(RECORDS SUPPLIED)

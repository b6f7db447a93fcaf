//! FFT wrapper for 2D transforms using rustfft
//!
//! Provides 2D FFT/IFFT operations compatible with NumPy's FFT conventions,
//! plus centered unitary variants (fftc/ifftc) used by the measurement
//! operators. Uses Fortran (column-major) order indexing: index = i + j*nx.

use num_complex::Complex64;
use rustfft::{FftDirection, FftPlanner};

use crate::utils::idx2d;

/// 2D FFT (in-place, complex-to-complex)
///
/// Transforms data in Fortran order with shape (nx, ny).
/// Matches numpy.fft.fft2 behavior (no normalization).
pub fn fft2d(data: &mut [Complex64], nx: usize, ny: usize) {
    let mut planner = FftPlanner::new();

    // Transform along x-axis (innermost in Fortran order, stride 1)
    let fft_x = planner.plan_fft(nx, FftDirection::Forward);
    let mut scratch_x = vec![Complex64::new(0.0, 0.0); fft_x.get_inplace_scratch_len()];
    for j in 0..ny {
        let start = idx2d(0, j, nx);
        fft_x.process_with_scratch(&mut data[start..start + nx], &mut scratch_x);
    }

    // Transform along y-axis (stride nx)
    let fft_y = planner.plan_fft(ny, FftDirection::Forward);
    let mut scratch_y = vec![Complex64::new(0.0, 0.0); fft_y.get_inplace_scratch_len()];
    let mut buffer_y = vec![Complex64::new(0.0, 0.0); ny];
    for i in 0..nx {
        // Gather data along y
        for j in 0..ny {
            buffer_y[j] = data[idx2d(i, j, nx)];
        }
        fft_y.process_with_scratch(&mut buffer_y, &mut scratch_y);
        // Scatter back
        for j in 0..ny {
            data[idx2d(i, j, nx)] = buffer_y[j];
        }
    }
}

/// 2D IFFT (in-place, complex-to-complex)
///
/// Transforms data in Fortran order with shape (nx, ny).
/// Matches numpy.fft.ifft2 behavior (includes 1/N normalization).
pub fn ifft2d(data: &mut [Complex64], nx: usize, ny: usize) {
    let mut planner = FftPlanner::new();
    let n_total = (nx * ny) as f64;

    // Transform along x-axis (innermost in Fortran order, stride 1)
    let ifft_x = planner.plan_fft(nx, FftDirection::Inverse);
    let mut scratch_x = vec![Complex64::new(0.0, 0.0); ifft_x.get_inplace_scratch_len()];
    for j in 0..ny {
        let start = idx2d(0, j, nx);
        ifft_x.process_with_scratch(&mut data[start..start + nx], &mut scratch_x);
    }

    // Transform along y-axis (stride nx)
    let ifft_y = planner.plan_fft(ny, FftDirection::Inverse);
    let mut scratch_y = vec![Complex64::new(0.0, 0.0); ifft_y.get_inplace_scratch_len()];
    let mut buffer_y = vec![Complex64::new(0.0, 0.0); ny];
    for i in 0..nx {
        for j in 0..ny {
            buffer_y[j] = data[idx2d(i, j, nx)];
        }
        ifft_y.process_with_scratch(&mut buffer_y, &mut scratch_y);
        for j in 0..ny {
            data[idx2d(i, j, nx)] = buffer_y[j];
        }
    }

    // Normalize by 1/N (numpy convention)
    for val in data.iter_mut() {
        *val /= n_total;
    }
}

/// 2D FFT shift: swap quadrants so zero-frequency is at center
///
/// Returns a new array with the zero-frequency component shifted to the
/// center. Matches numpy.fft.fftshift behavior for 2D data in Fortran order.
pub fn fftshift2d(data: &[Complex64], nx: usize, ny: usize) -> Vec<Complex64> {
    let mut out = vec![Complex64::new(0.0, 0.0); nx * ny];

    let hx = nx / 2;
    let hy = ny / 2;

    for j in 0..ny {
        for i in 0..nx {
            let si = (i + hx) % nx;
            let sj = (j + hy) % ny;
            out[idx2d(si, sj, nx)] = data[idx2d(i, j, nx)];
        }
    }

    out
}

/// 2D inverse FFT shift: undo fftshift
///
/// Matches numpy.fft.ifftshift behavior for 2D data in Fortran order.
pub fn ifftshift2d(data: &[Complex64], nx: usize, ny: usize) -> Vec<Complex64> {
    let mut out = vec![Complex64::new(0.0, 0.0); nx * ny];

    let hx = (nx + 1) / 2;
    let hy = (ny + 1) / 2;

    for j in 0..ny {
        for i in 0..nx {
            let si = (i + hx) % nx;
            let sj = (j + hy) % ny;
            out[idx2d(si, sj, nx)] = data[idx2d(i, j, nx)];
        }
    }

    out
}

/// Centered unitary 2D FFT: fftshift(fft(ifftshift(x))) / sqrt(N)
///
/// The unitary scaling makes the exact adjoint equal to [`ifftc2d`],
/// which the solvers rely on for gradient correctness.
pub fn fftc2d(data: &[Complex64], nx: usize, ny: usize) -> Vec<Complex64> {
    let scale = 1.0 / ((nx * ny) as f64).sqrt();
    let mut tmp = ifftshift2d(data, nx, ny);
    fft2d(&mut tmp, nx, ny);
    let mut out = fftshift2d(&tmp, nx, ny);
    for v in out.iter_mut() {
        *v *= scale;
    }
    out
}

/// Centered unitary 2D IFFT: exact inverse and adjoint of [`fftc2d`]
pub fn ifftc2d(data: &[Complex64], nx: usize, ny: usize) -> Vec<Complex64> {
    let scale = ((nx * ny) as f64).sqrt();
    let mut tmp = ifftshift2d(data, nx, ny);
    ifft2d(&mut tmp, nx, ny);
    let mut out = fftshift2d(&tmp, nx, ny);
    for v in out.iter_mut() {
        *v *= scale;
    }
    out
}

(End RECORDS SUPPLIED)

▶ WHAT THE TASK REQUIRES
Output all of the listing exactly as written.

▶ TASK RESULT
repository b6f7db447a93fcaf
//! FFT wrapper for 2D transforms using rustfft
//!
//! Provides 2D FFT/IFFT operations compatible with NumPy's FFT conventions,
//! plus centered unitary variants (fftc/ifftc) used by the measurement
//! operators. Uses Fortran (column-major) order indexing: index = i + j*nx.

use num_complex::Complex64;
use rustfft::{FftDirection, FftPlanner};

use crate::utils::idx2d;

/// 2D FFT (in-place, complex-to-complex)
///
/// Transforms data in Fortran order with shape (nx, ny).
/// Matches numpy.fft.fft2 behavior (no normalization).
pub fn fft2d(data: &mut [Complex64], nx: usize, ny: usize) {
    let mut planner = FftPlanner::new();

    // Transform along x-axis (innermost in Fortran order, stride 1)
    let fft_x = planner.plan_fft(nx, FftDirection::Forward);
    let mut scratch_x = vec![Complex64::new(0.0, 0.0); fft_x.get_inplace_scratch_len()];
    for j in 0..ny {
        let start = idx2d(0, j, nx);
        fft_x.process_with_scratch(&mut data[start..start + nx], &mut scratch_x);
    }

    // Transform along y-axis (stride nx)
    let fft_y = planner.plan_fft(ny, FftDirection::Forward);
    let mut scratch_y = vec![Complex64::new(0.0, 0.0); fft_y.get_inplace_scratch_len()];
    let mut buffer_y = vec![Complex64::new(0.0, 0.0); ny];
    for i in 0..nx {
        // Gather data along y
        for j in 0..ny {
            buffer_y[j] = data[idx2d(i, j, nx)];
        }
        fft_y.process_with_scratch(&mut buffer_y, &mut scratch_y);
        // Scatter back
        for j in 0..ny {
            data[idx2d(i, j, nx)] = buffer_y[j];
        }
    }
}

/// 2D IFFT (in-place, complex-to-complex)
///
/// Transforms data in Fortran order with shape (nx, ny).
/// Matches numpy.fft.ifft2 behavior (includes 1/N normalization).
pub fn ifft2d(data: &mut [Complex64], nx: usize, ny: usize) {
    let mut planner = FftPlanner::new();
    let n_total = (nx * ny) as f64;

    // Transform along x-axis (innermost in Fortran order, stride 1)
    let ifft_x = planner.plan_fft(nx, FftDirection::Inverse);
    let mut scratch_x = vec![Complex64::new(0.0, 0.0); ifft_x.get_inplace_scratch_len()];
    for j in 0..ny {
        let start = idx2d(0, j, nx);
        ifft_x.process_with_scratch(&mut data[start..start + nx], &mut scratch_x);
    }

    // Transform along y-axis (stride nx)
    let ifft_y = planner.plan_fft(ny, FftDirection::Inverse);
    let mut scratch_y = vec![Complex64::new(0.0, 0.0); ifft_y.get_inplace_scratch_len()];
    let mut buffer_y = vec![Complex64::new(0.0, 0.0); ny];
    for i in 0..nx {
        for j in 0..ny {
            buffer_y[j] = data[idx2d(i, j, nx)];
        }
        ifft_y.process_with_scratch(&mut buffer_y, &mut scratch_y);
        for j in 0..ny {
            data[idx2d(i, j, nx)] = buffer_y[j];
        }
    }

    // Normalize by 1/N (numpy convention)
    for val in data.iter_mut() {
        *val /= n_total;
    }
}

/// 2D FFT shift: swap quadrants so zero-frequency is at center
///
/// Returns a new array with the zero-frequency component shifted to the
/// center. Matches numpy.fft.fftshift behavior for 2D data in Fortran order.
pub fn fftshift2d(data: &[Complex64], nx: usize, ny: usize) -> Vec<Complex64> {
    let mut out = vec![Complex64::new(0.0, 0.0); nx * ny];

    let hx = nx / 2;
    let hy = ny / 2;

    for j in 0..ny {
        for i in 0..nx {
            let si = (i + hx) % nx;
            let sj = (j + hy) % ny;
            out[idx2d(si, sj, nx)] = data[idx2d(i, j, nx)];
        }
    }

    out
}

/// 2D inverse FFT shift: undo fftshift
///
/// Matches numpy.fft.ifftshift behavior for 2D data in Fortran order.
pub fn ifftshift2d(data: &[Complex64], nx: usize, ny: usize) -> Vec<Complex64> {
    let mut out = vec![Complex64::new(0.0, 0.0); nx * ny];

    let hx = (nx + 1) / 2;
    let hy = (ny + 1) / 2;

    for j in 0..ny {
        for i in 0..nx {
            let si = (i + hx) % nx;
            let sj = (j + hy) % ny;
            out[idx2d(si, sj, nx)] = data[idx2d(i, j, nx)];
        }
    }

    out
}

/// Centered unitary 2D FFT: fftshift(fft(ifftshift(x))) / sqrt(N)
///
/// The unitary scaling makes the exact adjoint equal to [`ifftc2d`],
/// which the solvers rely on for gradient correctness.
pub fn fftc2d(data: &[Complex64], nx: usize, ny: usize) -> Vec<Complex64> {
    let scale = 1.0 / ((nx * ny) as f64).sqrt();
    let mut tmp = ifftshift2d(data, nx, ny);
    fft2d(&mut tmp, nx, ny);
    let mut out = fftshift2d(&tmp, nx, ny);
    for v in out.iter_mut() {
        *v *= scale;
    }
    out
}

/// Centered unitary 2D IFFT: exact inverse and adjoint of [`fftc2d`]
pub fn ifftc2d(data: &[Complex64], nx: usize, ny: usize) -> Vec<Complex64> {
    let scale = ((nx * ny) as f64).sqrt();
    let mut tmp = ifftshift2d(data, nx, ny);
    ifft2d(&mut tmp, nx, ny);
    let mut out = fftshift2d(&tmp, nx, ny);
    for v in out.iter_mut() {
        *v *= scale;
    }
    out
}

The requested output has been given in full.